### Data for this exercise ###
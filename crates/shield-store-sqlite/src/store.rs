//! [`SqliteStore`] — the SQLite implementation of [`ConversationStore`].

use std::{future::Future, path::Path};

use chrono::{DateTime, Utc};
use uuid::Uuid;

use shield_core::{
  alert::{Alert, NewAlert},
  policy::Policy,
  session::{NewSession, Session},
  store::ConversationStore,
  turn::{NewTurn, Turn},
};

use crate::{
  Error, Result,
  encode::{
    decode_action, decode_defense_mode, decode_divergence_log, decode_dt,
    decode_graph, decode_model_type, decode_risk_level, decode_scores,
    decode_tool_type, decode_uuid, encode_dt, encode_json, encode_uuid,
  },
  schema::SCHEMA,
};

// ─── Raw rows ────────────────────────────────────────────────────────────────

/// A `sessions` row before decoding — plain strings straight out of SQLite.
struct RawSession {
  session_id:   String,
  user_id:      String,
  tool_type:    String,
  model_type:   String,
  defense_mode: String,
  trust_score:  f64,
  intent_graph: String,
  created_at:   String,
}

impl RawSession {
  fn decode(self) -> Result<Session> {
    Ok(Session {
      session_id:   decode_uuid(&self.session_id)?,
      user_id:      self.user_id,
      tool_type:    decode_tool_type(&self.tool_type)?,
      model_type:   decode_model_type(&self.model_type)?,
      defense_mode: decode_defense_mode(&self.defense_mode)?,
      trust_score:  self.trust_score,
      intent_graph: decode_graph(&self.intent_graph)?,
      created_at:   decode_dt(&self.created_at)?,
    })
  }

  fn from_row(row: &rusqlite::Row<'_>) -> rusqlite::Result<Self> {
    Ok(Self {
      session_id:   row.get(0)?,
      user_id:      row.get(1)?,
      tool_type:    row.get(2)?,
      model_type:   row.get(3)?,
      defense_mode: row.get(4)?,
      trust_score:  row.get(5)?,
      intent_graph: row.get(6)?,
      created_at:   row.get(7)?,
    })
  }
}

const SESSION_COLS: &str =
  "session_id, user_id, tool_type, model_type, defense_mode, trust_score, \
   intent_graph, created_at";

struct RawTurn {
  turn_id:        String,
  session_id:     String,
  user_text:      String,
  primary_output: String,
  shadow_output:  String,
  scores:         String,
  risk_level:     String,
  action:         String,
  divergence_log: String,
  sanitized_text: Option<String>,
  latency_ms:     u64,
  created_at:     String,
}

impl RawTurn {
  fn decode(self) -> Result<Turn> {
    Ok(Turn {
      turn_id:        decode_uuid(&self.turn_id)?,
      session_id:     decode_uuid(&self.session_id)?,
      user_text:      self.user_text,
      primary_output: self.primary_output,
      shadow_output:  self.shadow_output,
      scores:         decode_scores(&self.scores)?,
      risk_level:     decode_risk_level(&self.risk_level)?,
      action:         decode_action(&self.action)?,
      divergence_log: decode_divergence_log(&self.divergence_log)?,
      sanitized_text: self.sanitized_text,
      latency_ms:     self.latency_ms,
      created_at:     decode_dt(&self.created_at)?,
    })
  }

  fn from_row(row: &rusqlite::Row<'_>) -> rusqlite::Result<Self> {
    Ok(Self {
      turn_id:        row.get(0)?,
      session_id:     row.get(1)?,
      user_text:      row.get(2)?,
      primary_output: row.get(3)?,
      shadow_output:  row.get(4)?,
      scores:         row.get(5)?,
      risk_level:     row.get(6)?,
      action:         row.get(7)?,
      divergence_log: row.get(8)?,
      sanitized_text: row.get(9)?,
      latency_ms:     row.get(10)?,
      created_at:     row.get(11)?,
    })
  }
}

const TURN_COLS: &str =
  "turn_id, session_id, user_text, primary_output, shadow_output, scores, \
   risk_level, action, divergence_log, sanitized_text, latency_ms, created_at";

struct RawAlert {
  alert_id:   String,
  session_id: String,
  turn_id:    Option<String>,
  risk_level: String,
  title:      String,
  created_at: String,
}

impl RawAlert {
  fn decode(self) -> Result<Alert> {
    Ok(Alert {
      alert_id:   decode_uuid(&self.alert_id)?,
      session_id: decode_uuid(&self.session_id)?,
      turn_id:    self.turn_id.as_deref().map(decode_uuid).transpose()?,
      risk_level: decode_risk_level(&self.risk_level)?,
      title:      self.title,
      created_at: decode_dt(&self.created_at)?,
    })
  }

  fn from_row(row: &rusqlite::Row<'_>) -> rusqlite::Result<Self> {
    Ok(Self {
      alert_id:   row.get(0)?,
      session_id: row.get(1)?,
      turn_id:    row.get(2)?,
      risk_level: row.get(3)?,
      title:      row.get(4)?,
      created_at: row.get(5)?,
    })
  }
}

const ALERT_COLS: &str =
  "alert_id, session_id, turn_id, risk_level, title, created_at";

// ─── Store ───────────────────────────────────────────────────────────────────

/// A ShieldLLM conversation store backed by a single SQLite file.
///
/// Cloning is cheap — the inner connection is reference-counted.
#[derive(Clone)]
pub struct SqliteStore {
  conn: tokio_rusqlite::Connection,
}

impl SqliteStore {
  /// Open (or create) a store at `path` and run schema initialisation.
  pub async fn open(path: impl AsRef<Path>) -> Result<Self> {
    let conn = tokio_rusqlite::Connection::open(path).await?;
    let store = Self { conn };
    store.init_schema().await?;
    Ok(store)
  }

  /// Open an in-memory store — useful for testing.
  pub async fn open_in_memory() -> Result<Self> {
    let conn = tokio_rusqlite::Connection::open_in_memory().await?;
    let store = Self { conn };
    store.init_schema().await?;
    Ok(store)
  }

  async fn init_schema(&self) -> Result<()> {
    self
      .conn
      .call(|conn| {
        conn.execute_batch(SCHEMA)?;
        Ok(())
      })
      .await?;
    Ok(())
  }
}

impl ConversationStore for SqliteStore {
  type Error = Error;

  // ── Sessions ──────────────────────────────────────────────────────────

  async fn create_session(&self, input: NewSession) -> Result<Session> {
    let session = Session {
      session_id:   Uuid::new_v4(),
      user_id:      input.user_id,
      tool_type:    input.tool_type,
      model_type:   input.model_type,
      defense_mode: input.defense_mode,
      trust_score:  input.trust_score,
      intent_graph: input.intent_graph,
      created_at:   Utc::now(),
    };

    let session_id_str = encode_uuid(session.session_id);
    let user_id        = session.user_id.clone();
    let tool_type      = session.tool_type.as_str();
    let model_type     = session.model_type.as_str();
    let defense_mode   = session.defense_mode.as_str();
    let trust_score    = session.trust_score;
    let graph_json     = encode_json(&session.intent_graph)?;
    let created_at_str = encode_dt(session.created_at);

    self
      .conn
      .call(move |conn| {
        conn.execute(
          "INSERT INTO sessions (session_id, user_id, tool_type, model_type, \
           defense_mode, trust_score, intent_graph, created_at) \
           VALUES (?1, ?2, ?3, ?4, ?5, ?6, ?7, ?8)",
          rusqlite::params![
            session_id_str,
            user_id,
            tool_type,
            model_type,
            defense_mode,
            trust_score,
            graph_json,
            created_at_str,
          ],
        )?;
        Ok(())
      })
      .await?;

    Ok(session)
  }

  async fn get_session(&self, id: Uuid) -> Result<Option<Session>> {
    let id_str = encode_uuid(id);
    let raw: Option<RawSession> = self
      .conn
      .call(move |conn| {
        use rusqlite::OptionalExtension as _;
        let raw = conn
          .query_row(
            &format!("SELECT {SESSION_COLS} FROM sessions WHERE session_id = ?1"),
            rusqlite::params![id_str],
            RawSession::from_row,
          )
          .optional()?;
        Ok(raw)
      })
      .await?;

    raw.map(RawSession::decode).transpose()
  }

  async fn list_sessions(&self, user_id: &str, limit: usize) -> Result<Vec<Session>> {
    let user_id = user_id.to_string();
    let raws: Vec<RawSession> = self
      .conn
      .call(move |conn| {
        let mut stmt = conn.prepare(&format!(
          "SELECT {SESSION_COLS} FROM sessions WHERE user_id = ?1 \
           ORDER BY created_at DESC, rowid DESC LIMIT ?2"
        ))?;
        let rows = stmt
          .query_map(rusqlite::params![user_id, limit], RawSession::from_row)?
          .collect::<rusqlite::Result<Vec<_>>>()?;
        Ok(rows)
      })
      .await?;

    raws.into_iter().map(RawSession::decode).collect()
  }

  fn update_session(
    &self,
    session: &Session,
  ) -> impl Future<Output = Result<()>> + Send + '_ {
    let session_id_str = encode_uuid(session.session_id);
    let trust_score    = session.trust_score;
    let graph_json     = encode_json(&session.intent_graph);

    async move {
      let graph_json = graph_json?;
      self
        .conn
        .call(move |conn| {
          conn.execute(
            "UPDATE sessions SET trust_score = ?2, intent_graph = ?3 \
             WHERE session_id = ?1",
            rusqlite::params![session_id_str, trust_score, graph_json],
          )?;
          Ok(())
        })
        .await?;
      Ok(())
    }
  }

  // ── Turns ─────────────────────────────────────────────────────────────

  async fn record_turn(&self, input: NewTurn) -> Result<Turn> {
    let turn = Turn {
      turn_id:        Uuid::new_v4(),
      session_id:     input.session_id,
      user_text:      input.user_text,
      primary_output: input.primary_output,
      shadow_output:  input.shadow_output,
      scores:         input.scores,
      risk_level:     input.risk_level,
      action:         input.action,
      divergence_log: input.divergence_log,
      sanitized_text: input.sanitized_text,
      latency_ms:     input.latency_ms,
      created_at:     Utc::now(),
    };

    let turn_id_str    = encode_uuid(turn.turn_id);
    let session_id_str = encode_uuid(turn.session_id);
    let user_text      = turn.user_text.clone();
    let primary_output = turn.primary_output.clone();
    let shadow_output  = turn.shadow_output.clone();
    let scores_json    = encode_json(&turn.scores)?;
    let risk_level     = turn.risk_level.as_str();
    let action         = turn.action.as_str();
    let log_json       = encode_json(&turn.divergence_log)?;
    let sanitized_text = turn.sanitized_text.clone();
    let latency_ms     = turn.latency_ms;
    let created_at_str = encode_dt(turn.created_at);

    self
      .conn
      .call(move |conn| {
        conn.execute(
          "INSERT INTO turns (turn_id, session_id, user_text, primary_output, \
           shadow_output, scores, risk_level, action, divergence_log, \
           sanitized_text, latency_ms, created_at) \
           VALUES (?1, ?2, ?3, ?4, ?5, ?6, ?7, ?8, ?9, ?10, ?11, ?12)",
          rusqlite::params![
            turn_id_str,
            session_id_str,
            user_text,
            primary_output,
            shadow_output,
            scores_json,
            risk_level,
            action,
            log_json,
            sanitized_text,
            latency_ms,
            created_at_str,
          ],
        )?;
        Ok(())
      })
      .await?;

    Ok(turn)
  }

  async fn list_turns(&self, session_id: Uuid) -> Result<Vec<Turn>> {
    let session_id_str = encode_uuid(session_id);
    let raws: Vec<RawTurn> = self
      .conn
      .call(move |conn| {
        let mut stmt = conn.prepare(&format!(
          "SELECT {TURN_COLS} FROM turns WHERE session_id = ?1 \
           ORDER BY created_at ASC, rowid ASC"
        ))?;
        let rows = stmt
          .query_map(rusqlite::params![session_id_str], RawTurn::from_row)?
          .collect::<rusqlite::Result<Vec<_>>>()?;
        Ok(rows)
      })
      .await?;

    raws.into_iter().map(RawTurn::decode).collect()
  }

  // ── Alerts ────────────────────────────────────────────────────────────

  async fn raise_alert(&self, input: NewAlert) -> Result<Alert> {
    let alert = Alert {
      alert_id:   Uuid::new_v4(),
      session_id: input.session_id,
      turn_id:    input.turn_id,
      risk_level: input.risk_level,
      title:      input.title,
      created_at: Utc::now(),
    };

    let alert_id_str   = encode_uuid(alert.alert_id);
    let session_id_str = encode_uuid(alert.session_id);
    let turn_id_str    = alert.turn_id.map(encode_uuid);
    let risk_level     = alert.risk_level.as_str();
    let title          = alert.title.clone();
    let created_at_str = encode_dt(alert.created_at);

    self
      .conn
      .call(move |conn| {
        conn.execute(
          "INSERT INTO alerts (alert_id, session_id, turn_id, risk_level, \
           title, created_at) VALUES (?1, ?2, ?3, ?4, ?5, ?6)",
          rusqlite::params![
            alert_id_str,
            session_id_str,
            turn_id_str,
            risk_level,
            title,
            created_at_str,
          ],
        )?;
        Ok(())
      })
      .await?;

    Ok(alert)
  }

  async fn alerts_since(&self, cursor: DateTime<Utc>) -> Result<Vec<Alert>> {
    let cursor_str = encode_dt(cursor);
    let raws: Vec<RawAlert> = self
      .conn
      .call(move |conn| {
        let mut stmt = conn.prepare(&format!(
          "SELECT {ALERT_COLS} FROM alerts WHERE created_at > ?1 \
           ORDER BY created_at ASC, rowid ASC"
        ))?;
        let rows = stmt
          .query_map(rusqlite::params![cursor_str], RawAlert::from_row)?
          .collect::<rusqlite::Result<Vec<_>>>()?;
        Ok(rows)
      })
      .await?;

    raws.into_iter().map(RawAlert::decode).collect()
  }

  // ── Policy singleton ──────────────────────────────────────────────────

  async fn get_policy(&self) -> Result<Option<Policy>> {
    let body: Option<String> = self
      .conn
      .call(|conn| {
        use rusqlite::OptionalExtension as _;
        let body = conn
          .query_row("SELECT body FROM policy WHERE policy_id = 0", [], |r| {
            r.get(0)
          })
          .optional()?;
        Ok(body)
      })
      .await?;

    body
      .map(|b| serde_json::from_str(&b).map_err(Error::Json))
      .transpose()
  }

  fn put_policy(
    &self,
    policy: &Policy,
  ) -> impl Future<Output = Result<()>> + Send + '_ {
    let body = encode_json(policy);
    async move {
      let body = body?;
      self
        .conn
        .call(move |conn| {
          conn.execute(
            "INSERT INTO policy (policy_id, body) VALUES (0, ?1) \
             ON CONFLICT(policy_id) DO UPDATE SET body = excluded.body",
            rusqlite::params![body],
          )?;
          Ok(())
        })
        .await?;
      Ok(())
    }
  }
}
###
### Data for this exercise ###
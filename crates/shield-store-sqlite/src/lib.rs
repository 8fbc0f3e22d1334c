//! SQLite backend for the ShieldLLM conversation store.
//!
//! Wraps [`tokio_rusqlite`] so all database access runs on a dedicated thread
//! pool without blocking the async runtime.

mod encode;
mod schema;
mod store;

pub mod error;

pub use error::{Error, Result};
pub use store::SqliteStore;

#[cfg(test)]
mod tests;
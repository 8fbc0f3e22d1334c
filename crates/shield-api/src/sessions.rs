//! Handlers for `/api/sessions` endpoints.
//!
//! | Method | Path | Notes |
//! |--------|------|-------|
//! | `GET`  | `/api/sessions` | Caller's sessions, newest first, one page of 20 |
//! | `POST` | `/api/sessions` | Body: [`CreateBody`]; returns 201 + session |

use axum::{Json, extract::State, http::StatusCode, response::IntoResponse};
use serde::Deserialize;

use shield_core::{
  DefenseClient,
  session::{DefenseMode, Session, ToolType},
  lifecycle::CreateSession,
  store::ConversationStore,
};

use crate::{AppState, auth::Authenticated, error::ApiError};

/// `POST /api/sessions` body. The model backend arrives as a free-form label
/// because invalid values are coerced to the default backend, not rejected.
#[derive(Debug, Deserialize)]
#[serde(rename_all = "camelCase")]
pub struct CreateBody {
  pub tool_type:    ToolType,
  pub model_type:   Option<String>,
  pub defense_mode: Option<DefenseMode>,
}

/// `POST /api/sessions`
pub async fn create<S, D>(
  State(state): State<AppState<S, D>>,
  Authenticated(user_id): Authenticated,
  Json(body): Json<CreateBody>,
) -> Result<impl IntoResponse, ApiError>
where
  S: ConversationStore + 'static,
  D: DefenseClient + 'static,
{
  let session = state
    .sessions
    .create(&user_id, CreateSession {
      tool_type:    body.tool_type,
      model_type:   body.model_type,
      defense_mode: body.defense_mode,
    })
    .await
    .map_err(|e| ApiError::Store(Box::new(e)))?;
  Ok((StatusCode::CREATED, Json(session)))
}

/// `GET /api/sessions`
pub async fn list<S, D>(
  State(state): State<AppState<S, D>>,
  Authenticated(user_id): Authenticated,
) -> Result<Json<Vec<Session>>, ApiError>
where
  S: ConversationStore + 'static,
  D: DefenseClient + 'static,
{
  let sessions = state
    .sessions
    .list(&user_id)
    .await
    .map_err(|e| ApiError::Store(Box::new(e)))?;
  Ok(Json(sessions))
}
###
### Data for this exercise ###
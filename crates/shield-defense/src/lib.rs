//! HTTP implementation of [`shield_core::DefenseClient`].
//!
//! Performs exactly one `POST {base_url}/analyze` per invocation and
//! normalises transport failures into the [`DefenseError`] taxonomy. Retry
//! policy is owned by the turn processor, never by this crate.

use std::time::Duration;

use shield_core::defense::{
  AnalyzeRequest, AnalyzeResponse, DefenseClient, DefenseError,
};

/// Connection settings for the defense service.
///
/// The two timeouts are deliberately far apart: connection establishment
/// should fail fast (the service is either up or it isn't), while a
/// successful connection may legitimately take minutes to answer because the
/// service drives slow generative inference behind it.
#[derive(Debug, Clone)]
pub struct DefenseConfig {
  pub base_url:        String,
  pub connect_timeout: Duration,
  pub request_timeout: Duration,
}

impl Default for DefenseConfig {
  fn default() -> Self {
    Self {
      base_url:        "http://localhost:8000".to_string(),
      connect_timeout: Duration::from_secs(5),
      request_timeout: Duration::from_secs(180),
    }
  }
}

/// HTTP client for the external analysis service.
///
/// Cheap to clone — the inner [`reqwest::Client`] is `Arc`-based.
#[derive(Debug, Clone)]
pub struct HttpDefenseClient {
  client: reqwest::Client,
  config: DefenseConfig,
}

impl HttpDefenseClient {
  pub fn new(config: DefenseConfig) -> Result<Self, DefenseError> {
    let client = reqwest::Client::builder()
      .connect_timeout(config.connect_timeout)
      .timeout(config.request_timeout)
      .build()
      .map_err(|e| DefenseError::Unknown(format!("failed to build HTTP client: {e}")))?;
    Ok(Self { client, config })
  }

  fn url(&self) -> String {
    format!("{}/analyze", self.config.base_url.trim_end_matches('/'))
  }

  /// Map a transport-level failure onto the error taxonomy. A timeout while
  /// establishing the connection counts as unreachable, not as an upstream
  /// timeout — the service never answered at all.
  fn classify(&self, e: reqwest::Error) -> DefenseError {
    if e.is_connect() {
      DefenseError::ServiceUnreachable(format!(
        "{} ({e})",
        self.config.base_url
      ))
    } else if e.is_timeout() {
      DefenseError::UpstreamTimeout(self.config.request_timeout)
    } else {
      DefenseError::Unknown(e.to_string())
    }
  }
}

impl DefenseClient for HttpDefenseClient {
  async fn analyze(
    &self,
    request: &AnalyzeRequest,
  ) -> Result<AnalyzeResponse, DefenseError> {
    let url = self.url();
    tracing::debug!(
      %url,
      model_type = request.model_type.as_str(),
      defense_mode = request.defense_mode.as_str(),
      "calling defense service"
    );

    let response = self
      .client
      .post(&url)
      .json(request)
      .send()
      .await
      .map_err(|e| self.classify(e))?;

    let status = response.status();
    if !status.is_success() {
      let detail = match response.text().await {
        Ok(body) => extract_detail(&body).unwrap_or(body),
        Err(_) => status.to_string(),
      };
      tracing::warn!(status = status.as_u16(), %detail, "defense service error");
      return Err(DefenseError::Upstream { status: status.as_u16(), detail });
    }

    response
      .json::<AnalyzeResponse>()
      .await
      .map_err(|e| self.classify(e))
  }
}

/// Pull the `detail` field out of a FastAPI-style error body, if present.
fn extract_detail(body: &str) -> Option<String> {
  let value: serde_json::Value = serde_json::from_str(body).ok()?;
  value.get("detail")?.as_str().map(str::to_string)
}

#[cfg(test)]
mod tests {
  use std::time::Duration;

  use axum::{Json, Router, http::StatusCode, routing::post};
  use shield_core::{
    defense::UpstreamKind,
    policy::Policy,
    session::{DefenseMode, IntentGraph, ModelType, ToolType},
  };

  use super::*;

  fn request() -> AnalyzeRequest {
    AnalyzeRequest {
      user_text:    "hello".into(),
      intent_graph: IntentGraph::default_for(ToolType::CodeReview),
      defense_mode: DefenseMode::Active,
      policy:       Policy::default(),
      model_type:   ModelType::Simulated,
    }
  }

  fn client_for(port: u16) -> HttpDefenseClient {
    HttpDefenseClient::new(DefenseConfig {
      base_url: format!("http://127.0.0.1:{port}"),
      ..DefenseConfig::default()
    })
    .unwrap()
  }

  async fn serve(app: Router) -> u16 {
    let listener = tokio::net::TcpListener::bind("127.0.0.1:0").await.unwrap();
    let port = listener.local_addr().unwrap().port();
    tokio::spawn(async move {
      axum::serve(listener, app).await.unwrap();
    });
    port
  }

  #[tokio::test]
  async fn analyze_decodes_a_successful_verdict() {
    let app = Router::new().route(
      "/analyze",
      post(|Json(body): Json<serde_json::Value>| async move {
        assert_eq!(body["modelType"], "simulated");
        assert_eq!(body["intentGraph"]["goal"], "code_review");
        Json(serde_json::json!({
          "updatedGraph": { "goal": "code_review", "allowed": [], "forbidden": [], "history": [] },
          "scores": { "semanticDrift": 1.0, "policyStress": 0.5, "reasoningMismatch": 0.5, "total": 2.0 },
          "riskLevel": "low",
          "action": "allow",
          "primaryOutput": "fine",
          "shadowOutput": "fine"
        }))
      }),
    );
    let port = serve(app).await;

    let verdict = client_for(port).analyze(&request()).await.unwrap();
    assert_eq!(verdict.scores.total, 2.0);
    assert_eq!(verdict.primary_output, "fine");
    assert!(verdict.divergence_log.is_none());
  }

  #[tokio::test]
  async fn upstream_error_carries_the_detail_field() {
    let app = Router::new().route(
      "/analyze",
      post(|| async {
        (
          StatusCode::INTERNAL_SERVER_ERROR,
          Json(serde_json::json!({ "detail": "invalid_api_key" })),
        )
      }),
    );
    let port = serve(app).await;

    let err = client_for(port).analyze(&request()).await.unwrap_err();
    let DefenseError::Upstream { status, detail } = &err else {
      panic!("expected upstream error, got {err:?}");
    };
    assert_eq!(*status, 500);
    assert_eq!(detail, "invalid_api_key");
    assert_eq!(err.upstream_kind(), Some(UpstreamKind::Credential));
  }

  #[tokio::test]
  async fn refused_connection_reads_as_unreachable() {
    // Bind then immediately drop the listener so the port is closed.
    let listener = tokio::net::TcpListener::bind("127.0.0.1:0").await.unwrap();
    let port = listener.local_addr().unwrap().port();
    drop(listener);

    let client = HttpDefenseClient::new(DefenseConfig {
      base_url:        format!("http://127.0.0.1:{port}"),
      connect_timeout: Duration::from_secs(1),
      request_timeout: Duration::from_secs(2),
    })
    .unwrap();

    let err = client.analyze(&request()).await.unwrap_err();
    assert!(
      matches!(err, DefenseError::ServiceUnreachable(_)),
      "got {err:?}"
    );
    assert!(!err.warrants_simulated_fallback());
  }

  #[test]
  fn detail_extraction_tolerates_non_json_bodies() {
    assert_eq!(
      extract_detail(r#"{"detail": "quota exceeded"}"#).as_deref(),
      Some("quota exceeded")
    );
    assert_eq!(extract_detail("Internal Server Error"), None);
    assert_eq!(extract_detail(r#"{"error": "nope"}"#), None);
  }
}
###
» Description of the task
Report, with a number and no other words, how many lines of the listing contain "IntoResponse".

» Completed exercise
2